*Directions*
Filter the entries beneath this task, copying only the lines that hold the word "Deserialize".
-------- Data extracts --------
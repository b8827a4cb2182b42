//! Shared key-value store abstraction.
//!
//! All of the gateway's shared, mutable state — admission counters, the
//! cost ledger, and the response cache — lives behind [`KvStore`], a small
//! set of primitives (atomic increment-with-expiration, get/set with
//! expiration, bounded list push) that any shared store with TTL support
//! can satisfy. The gateway depends only on these primitives, never on a
//! specific backend.
//!
//! [`memory::MemoryStore`] is the in-process implementation for
//! single-instance deployments and tests. A multi-instance deployment
//! injects a networked implementation via
//! [`HeimdallBuilder::store()`](crate::HeimdallBuilder::store); gateway
//! logic is unchanged either way.
//!
//! # Counter semantics
//!
//! `incr` must be atomic under concurrent writers: two concurrent calls on
//! the same key observe distinct post-increment values. The same holds for
//! `add_f64`, where a lost update would under-count spend. Implementations
//! must not use naive read-modify-write.

pub mod memory;

pub use memory::MemoryStore;

use std::time::Duration;

use async_trait::async_trait;
use serde::{Deserialize, Serialize};

/// Store-level failure.
#[derive(Debug, thiserror::Error)]
pub enum StoreError {
    #[error("store unavailable: {0}")]
    Unavailable(String),
}

/// Result type alias for store operations
pub type StoreResult<T> = std::result::Result<T, StoreError>;

/// What the limiter and ledger do when their backing store is down.
///
/// `Closed` (default) rejects the request with a distinguishable error so
/// the caller can surface a retry; `Open` admits it and logs a warning.
/// The response cache is not governed by this policy; it always degrades
/// to a miss.
#[derive(Debug, Clone, Copy, Default, PartialEq, Eq, Serialize, Deserialize)]
#[serde(rename_all = "lowercase")]
pub enum FailurePolicy {
    #[default]
    Closed,
    Open,
}

/// Shared key-value store with TTL-expiration primitives.
///
/// Keys are flat strings, namespaced by the caller (`rate:`, `cost:`,
/// `ops:`, `cache:`). Entries expire on their own; nothing is explicitly
/// deleted.
#[async_trait]
pub trait KvStore: Send + Sync {
    /// Atomically increment a counter, creating it with `ttl` if absent.
    /// Returns the post-increment value.
    async fn incr(&self, key: &str, ttl: Duration) -> StoreResult<u64>;

    /// Read a counter without modifying it.
    async fn get_u64(&self, key: &str) -> StoreResult<Option<u64>>;

    /// Atomically add to a float accumulator, (re-)arming its expiration
    /// to `ttl`. Returns the post-add value.
    async fn add_f64(&self, key: &str, amount: f64, ttl: Duration) -> StoreResult<f64>;

    /// Read a float accumulator without modifying it.
    async fn get_f64(&self, key: &str) -> StoreResult<Option<f64>>;

    /// Read a string value.
    async fn get(&self, key: &str) -> StoreResult<Option<String>>;

    /// Write a string value with an expiration.
    async fn set(&self, key: &str, value: String, ttl: Duration) -> StoreResult<()>;

    /// Append to a list, dropping the oldest entries beyond `max_len`,
    /// (re-)arming the list's expiration to `ttl`.
    async fn list_push(
        &self,
        key: &str,
        value: String,
        max_len: usize,
        ttl: Duration,
    ) -> StoreResult<()>;

    /// Read a whole list, oldest first. Empty if absent.
    async fn list_range(&self, key: &str) -> StoreResult<Vec<String>>;
}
--------
*Exercise solution*
use serde::{Deserialize, Serialize};
#[derive(Debug, Clone, Copy, Default, PartialEq, Eq, Serialize, Deserialize)]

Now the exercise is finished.